There’s a fictional trope where a cop is accused of corruption, leading to a high-stakes battle to clear his or her name. The stakes are high because, if the accusation sticks, all the cases the cop worked on are now open to challenge.
I’ve been thinking about this trope lately because of Jon Prosser.
If you don’t know the name (Macworld US’s
profile is a good place to start) Prosser has been round the tech leaks/analysis scene for years, doing his thing on
Twitter. In the past he mostly focused on Samsung and Google but more recently he’s started to talk about Apple, and done it well. He’s funny, and seems like a nice guy, which helps.
The big breakthrough hit was the iPhone SE (2020). On 31 March he
predicted this would be unveiled on 15 April, and
it was. That got people’s attention, and accurate comments related to new iPads and MacBooks cemented the idea that despite the toilet jokes he was an analyst worth listening to. They should have named him Prosstradamus because his predictions were so
uncannily accurate, but it seems nobody thought of that, until me, far too late.
In consequence, everything Prosser says is now news. He’s made several big announcements since – most notably the
iPhone 12 specs dump and the
Apple Glass extravaganza – and these have been lapped up and reproduced throughout the blogosphere, including here.
The problem came in June, at
WWDC 2020. This is one of the two biggest events in the Apple calendar, second only – perhaps – to
iPhone launch night in autumn, so masses of interest attended Prosser’s comments ahead of the keynote. Would he dazzle us again with laser-guided leaks?
Not exactly. Four days before WWDC, Prosser posted this tweet:
To his eternal credit, at time of writing he hasn’t deleted it – he actually quote-tweeted it ruefully on the night – but if it has disappeared by the time you read this, know that it simply says “iPhone OS”.
Apple did not change the name of iOS to iPhoneOS at WWDC 2020.
Based on Prosser’s comments since (among other things, he briefly changed his Twitter bio to “Tim found my software source”), it sounds like he might have been played by Apple. Perhaps the company began to suspect who his source was, and fed that person misinformation, in the manner used – if you’ll forgive a Game of Thrones analogy – by Tyrion Lannister to discover that Grand Maester Pycelle was feeding information to Queen Cersei. It’s a win-win for Apple: it finds and can presumably fire the source, and discredits an annoying leaker.
I want to emphasise that I’m surmising here (somewhat hypocritically, in an article about unreliable predictions), and I don’t know what went wrong with the system in this case, or if he’s joking about the source. Prosser has said elsewhere that he refrains from publishing until he has confirmation from multiple sources, which would appear to insulate him from Lannister-style mole hunts; maybe this one was too juicy to ignore.

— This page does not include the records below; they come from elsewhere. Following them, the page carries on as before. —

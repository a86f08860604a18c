//! Landing page mounted at `/`.

use yew::{html, Callback, Component, Context, Html, MouseEvent};
use yew_router::prelude::*;

use crate::route::Route;

const FEATURES: [(&str, &str, &str); 4] = [
    (
        "📊",
        "Data-Driven Insights",
        "Get AI-powered recommendations based on your campaign performance data",
    ),
    (
        "📈",
        "Budget Optimization",
        "Automatically optimize budget allocation across your ad campaigns",
    ),
    (
        "🎯",
        "Sentiment Analysis",
        "Understand how your audience responds to your ad content",
    ),
    (
        "⚡",
        "Real-time Analysis",
        "Get instant feedback and recommendations for campaign improvements",
    ),
];

pub struct Landing;

impl Component for Landing {
    type Message = ();
    type Properties = ();

    fn create(_ctx: &Context<Self>) -> Self {
        Landing
    }

    fn view(&self, ctx: &Context<Self>) -> Html {
        let navigator = ctx.link().navigator();
        let on_start = Callback::from(move |_: MouseEvent| {
            if let Some(navigator) = &navigator {
                navigator.push(&Route::CampaignInfo);
            }
        });

        html! {
            <div class="page">
                <header class="hero">
                    <h1>{"Ad Campaign Optimization"}</h1>
                    <p>{"Plan, analyze and optimize your ad spend across campaigns using data and AI insights."}</p>
                    <button class="btn btn-light btn-lg" onclick={on_start}>{"Get Started →"}</button>
                </header>
                <div class="container feature-grid">
                    {
                        for FEATURES.iter().map(|(icon, title, description)| html! {
                            <div class="card feature-card">
                                <div class="feature-icon">{ *icon }</div>
                                <h3 class="card-title">{ *title }</h3>
                                <p class="muted">{ *description }</p>
                            </div>
                        })
                    }
                </div>
            </div>
        }
    }
}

But it does raise doubts about the process, and inevitably we are all going through our Prosser-sourced rumour articles and wondering how well they now stand up. His standing has suffered: at the start of June we published an article comparing the reliability of the
leading Apple leakers and at the time,
Apple Track’s leaderboard ranked Prosser in third place for reliability, with 86.7% accuracy. At time of writing he’s down in sixth with 78.4%. That’s quite a fall, although bear in mind that because he’s posted a relatively small number of predictions, a few misses affect his percentage more than most.
(It’s perhaps apt that he now ranks below OnLeaks, one of the most famous leakers before Prosser’s rapid ascent. OnLeaks was
not slow to gloat about the WWDC missteps.)
Like our accused TV cop, things that seemed innocent or sensible at the time are now seen in a different light. As a writer and presenter Prosser has a tendency to predictive caution: he sometimes says that something might happen and might not, like the ProMotion screens on the iPhone 12 Pro models, or gives two different dates for a release announcement, like Apple Glass, or says
“Might be wrong about this one. Would love to be wrong!” Maybe he’s being honest about the facts that are out there, and hey, I’m a natural equivocator myself. But maybe he just doesn’t know and wants to give himself a get-out clause.
Apple leaking remains the hardest game in town, and I think we should all try to go easy on a guy doing his best; I also think Prosser is still worth listening to, because he clearly has an enviable roster of sources and the profile to attract more. But the next few announcements are going to be critical. If the all-important (and very detailed) iPhone 12 predictions turn out to be accurate, then my daring prediction is that all will be forgiven. If the Apple Glass stuff is right, he’ll be back on the pedestal.
The question is this: was the iPhoneOS error an anomaly, as it feels at the moment, or is it possible that the accurate predictions were the anomaly, and Jon Prosser is actually blundering along like the rest of us, occasionally getting something right through sheer luck or the assistance of a timely email? The rest of 2020 will give us a better idea.